Population Structure of the Cold Seep Tubeworm Seepiophila jonesi (polychaeta, Siboglinidae)in the Gulf Of Mexico
Open Access
- Author:
- Huang, Chunya
- Area of Honors:
- Biology
- Degree:
- Bachelor of Science
- Document Type:
- Thesis
- Thesis Supervisors:
- Dr. Stephen Wade Schaeffer, Thesis Supervisor
Dr. Stephen Wade Schaeffer, Thesis Honors Advisor
Dr. James Harold Marden, Faculty Reader - Keywords:
- vestimentiferan
tubeworms
Gulf of Mexico
population genetics
population structure
Seepiophila jonesi
microsatellites - Abstract:
- Vestimentiferan tubeworms are a group of marine sessile polychaete annelids (family: Sibolinidae) found at hydrothermal vents and cold hydrocarbon seeps where reduced hydrogen sulfide is abundant. They depend on their internal sulfide-oxidizing symbionts for fixed hydrocarbons. The hydrocarbon seeps on the Louisiana Slope of the Gulf of Mexico support many deep-sea communities formed by tubeworm aggregations. Those aggregations, in turn, provide ultimate protection and form suitable habitats for a variety of marine organisms. Also, as tubeworms face several anthropogenic threats that damage populations, such as the oils spill and oil drilling, it is crucial to understand the potential for these species to re-colonize populations to prevent extinction. This study tested the hypothesis that S. jonesi populations are not structured. This study implemented 13 microsatellite loci that successfully cross-amplified from Escarpia laminata (five loci) and Escarpia southwardae (eight loci) to test for population substructure in 77 S. jonesi individuals collected from eight seep sites across the Gulf of Mexico. The microsatellite loci were tested for the presence of null alleles, which can artificial lower estimates of heterozygosity. We also tested pairs of loci for significant linkage disequilibrium, which can indicate loci are linked and have correlated histories. Allelic and private allelic richness, heterozygosity, linkage disequilibrium, and Wright’s F-statistics were utilized to analyze data and assess genetic diversity and population structure.

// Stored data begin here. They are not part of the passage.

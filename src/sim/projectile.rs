//! Bolt spawning, flight and expiry
//!
//! Player fire is rising-edge triggered, interval gated and capped.
//! The enemy shares a single bolt slot on a fixed cooldown.

use glam::Vec2;
use rand::Rng;
use serde::{Deserialize, Serialize};

use super::anim::FrameTimer;
use super::state::{GameEvent, GameState, PlayerBolt};
use crate::tuning::Tuning;

/// Fire-button edge detector plus the shot interval timer
#[derive(Debug, Clone, Serialize, Deserialize)]
pub struct FireControl {
    /// Fire button state on the previous frame
    was_pressed: bool,
    /// Time since the last shot
    timer: FrameTimer,
}

impl FireControl {
    /// Ready to fire immediately
    pub fn new(tuning: &Tuning) -> Self {
        Self {
            was_pressed: false,
            timer: FrameTimer::primed(tuning.fire_interval),
        }
    }

    /// Record this frame's button state; true on a press edge
    fn edge(&mut self, pressed: bool) -> bool {
        let rising = pressed && !self.was_pressed;
        self.was_pressed = pressed;
        rising
    }
}

/// Fire a player bolt if the button was just pressed and the gates allow it
pub fn player_fire(state: &mut GameState, fire_held: bool, dt: f32) -> bool {
    state.fire.timer.advance(dt);
    let rising = state.fire.edge(fire_held);

    if !rising || state.ship.is_dying() {
        return false;
    }
    if state.live_bolt_count() >= state.tuning.max_player_bolts {
        return false;
    }
    if state.fire.timer.elapsed() < state.tuning.fire_interval {
        return false;
    }

    let size = Vec2::new(state.tuning.bolt_width, state.tuning.bolt_height);
    let pos = state.ship.muzzle(size.x);
    let id = state.next_entity_id();
    state.player_bolts.push(PlayerBolt {
        id,
        pos,
        size,
        spent: false,
    });
    state.fire.timer.restart();
    state.emit(GameEvent::PlayerFired);
    true
}

/// Move every player bolt up
pub fn advance_player_bolts(state: &mut GameState, dt: f32) {
    let step = state.tuning.bolt_speed * dt;
    for bolt in state.player_bolts.iter_mut().filter(|b| !b.spent) {
        bolt.pos.y -= step;
    }
}

/// Spawn the enemy bolt when the slot is free and the cooldown has passed,
/// then move it down and retire it below the window
pub fn enemy_fire(state: &mut GameState, dt: f32) -> bool {
    state.enemy_fire_timer.advance(dt);

    let mut fired = false;
    if !state.enemy_bolt.active
        && state.enemy_fire_timer.elapsed() >= state.tuning.enemy_fire_cooldown
    {
        let guns: Vec<Vec2> = state.alive_enemies().map(|e| e.gun()).collect();
        if !guns.is_empty() {
            let pick = state.rng.random_range(0..guns.len());
            state.enemy_bolt.activate(guns[pick]);
            state.enemy_fire_timer.restart();
            state.emit(GameEvent::EnemyFired);
            log::debug!("Enemy fired from {:?}", guns[pick]);
            fired = true;
        }
    }

    if state.enemy_bolt.active {
        state.enemy_bolt.pos.y += state.enemy_bolt_speed * dt;
        if state.enemy_bolt.pos.y > state.tuning.window_height {
            state.enemy_bolt.deactivate();
        }
    }
    fired
}
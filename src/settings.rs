//! Player settings and preferences
//!
//! Read from a small JSON file kept apart from gameplay tuning.

use serde::{Deserialize, Serialize};
use std::path::Path;

use crate::error::{ConfigError, load_json};

/// Player settings/preferences
#[derive(Debug, Clone, PartialEq, Serialize, Deserialize)]
#[serde(default)]
pub struct Settings {
    /// RNG seed for enemy fire; `None` picks one from the clock
    pub seed: Option<u64>,

    // === Audio ===
    /// Master volume (0.0 - 1.0)
    pub master_volume: f32,
    /// Sound effects volume (0.0 - 1.0)
    pub sfx_volume: f32,
    pub muted: bool,

    // === Frame clock ===
    /// Longest frame the host will report, in seconds. Keeps a stalled
    /// window from teleporting bolts through enemies.
    pub max_frame_dt: f32,
}

impl Default for Settings {
    fn default() -> Self {
        Self {
            seed: None,
            master_volume: 0.8,
            sfx_volume: 1.0,
            muted: false,
            max_frame_dt: 0.1,
        }
    }
}

impl Settings {
    /// Load settings from a JSON file
    pub fn load(path: &Path) -> Result<Self, ConfigError> {
        let settings: Settings = load_json(path)?;
        if !(settings.max_frame_dt.is_finite() && settings.max_frame_dt > 0.0) {
            return Err(ConfigError::Invalid(format!(
                "max_frame_dt must be positive, got {}",
                settings.max_frame_dt
            )));
        }
        log::info!("Loaded settings from {}", path.display());
        Ok(settings)
    }

    /// Load settings, falling back to defaults on any problem
    pub fn load_or_default(path: &Path) -> Self {
        match Self::load(path) {
            Ok(settings) => settings,
            Err(err) => {
                log::warn!("Using default settings: {}", err);
                Self::default()
            }
        }
    }

    /// Clamp a measured frame time to what the simulation accepts
    pub fn clamp_dt(&self, dt: f32) -> f32 {
        dt.clamp(0.0, self.max_frame_dt)
    }
}

#[cfg(test)]
mod tests {
    use super::*;

    #[test]
    fn test_defaults_from_empty_json() {
        let settings: Settings = serde_json::from_str("{}").expect("empty object parses");
        assert_eq!(settings, Settings::default());
    }

    #[test]
    fn test_load_from_file() {
        let path = std::env::temp_dir().join(format!(
            "alien_invaders_settings_{}.json",
            std::process::id()
        ));
        std::fs::write(&path, r#"{ "seed": 99, "muted": true }"#).expect("write settings");
        let loaded = Settings::load(&path);
        let _ = std::fs::remove_file(&path);
        let loaded = loaded.expect("load settings");
        assert_eq!(loaded.seed, Some(99));
        assert!(loaded.muted);
        assert_eq!(loaded.max_frame_dt, 0.1);
    }

    #[test]
    fn test_rejects_non_positive_frame_cap() {
        let path = std::env::temp_dir().join(format!(
            "alien_invaders_bad_settings_{}.json",
            std::process::id()
        ));
        std::fs::write(&path, r#"{ "max_frame_dt": 0.0 }"#).expect("write settings");
        let result = Settings::load(&path);
        let _ = std::fs::remove_file(&path);
        assert!(matches!(result, Err(ConfigError::Invalid(_))));
    }

    #[test]
    fn test_bad_file_falls_back() {
        let settings = Settings::load_or_default(Path::new("/no/such/settings.json"));
        assert_eq!(settings, Settings::default());
    }

    #[test]
    fn test_clamp_dt() {
        let settings = Settings::default();
        assert_eq!(settings.clamp_dt(0.016), 0.016);
        assert_eq!(settings.clamp_dt(2.0), 0.1);
        assert_eq!(settings.clamp_dt(-1.0), 0.0);
    }
}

Just as hypothesized, S. jonesi failed to show evidence of significant population structure. The results suggest that there was a significant gene flow through larval dispersal in the mixed oceanic currents and that S. jonesi are capable of reducing anthropogenic threats to them by settling at new locations. Private alleles were commonly located on the extremes of the allele size distribution due to the evolution of microsatellites and mutations.